I don’t normally answer my door because I know that anyone I want to talk to would call me before dropping by. (That, and I don’t have a bevy of “drop-by” basis friends here in St. Petersburg.) Today’s visitors dragged me from sleep with not one, not two, but four rings of the doorbell. With that much insistence, my comatose mind thought the person on the other side wanted to warn me to evacuate my apartment for a water main break or similar catastrophe.

I grumpily took their literature and closed the door while they uttered their have-a-nice-days.

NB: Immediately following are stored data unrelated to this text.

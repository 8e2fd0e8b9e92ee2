pub mod application;
pub mod domain;
pub mod infrastructure;

pub use application::bootstrap::{bootstrap_workspace, BootstrapResult};
pub use application::monthly_calendar::{MonthlyCalendarService, RetryPolicy};
pub use application::session::CheckInSession;
pub use application::toggle_setting::{
    BrainGames, HealthQuiz, Phase, SetValue, ToggleField, ToggleSetting, ToggleSnapshot,
};
pub use domain::calendar::{aggregate_month, DayStatus, MonthView, MonthlyMetrics};
pub use domain::models::{CheckInRecord, SeniorField, SeniorState, UserId, WritePolicy};
pub use infrastructure::error::InfraError;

Don’t get me wrong: I have no qualms with people relishing their faith. Go nuts. Not for me, but you just go ahead. However, don’t bring it to my door. Ever. I’m not buying, you shouldn’t be selling.

This makes maybe eight times I’ve had proselytizers come to the door since I’ve moved to Florida - compared to once in the 10 or so years I lived on my own in Michigan. I attribute that fact to living below the Bible belt in a state with an overabundance of the elderly. (I also never answered the door to see a door-to-door vacuum salesman in Michigan, like I did in Ocala. I thought they only existed in old cartoons, but that’s another post.) Each time I open the door to a zealot, I want to channel John Cleese as the taunting Frenchman from Monty Python and the Holy Grail.

“Well, I’ll ask him, but I don’t think he will be very keen. Uh, he’s already got one, you see.”

Now go away, before I taunt you a second time.

CNN, again, blurring the lines

OK, I feel for Masha Allen. She is the victim of abhorrent behavior from a sexual predator who managed to adopt her as a youngster from Russia. She testified to that fact before Congress today.

She will remain tortured by downloads for the rest of her life.

I don’t feel for Nancy Grace, who interviewed Masha for a segment that (apparently) reaired Wednesday. (The transcript I found is dated Jan. 18, 2006, but I saw ads for it last night; I didn’t watch last night’s show, so don’t know if it was an update or repeat.) I won’t hide it: I’m not a fan. She’s a talented lawyer and, now, journalist, but chooses to use that talent in ways more flash than substance.

What’s bothering me today is that Grace attended the hearing, and sat right next to Masha throughout her testimony. I don’t begrudge Masha moral support; I can’t imagine what she’s experienced. But Grace, as a journalist, further shreds her credibility in my mind by being an on-the-record advocate for her source, however sympathetic the cause.

I guess CNN doesn’t understand the difference between an impartial interviewer, and a slick partisan.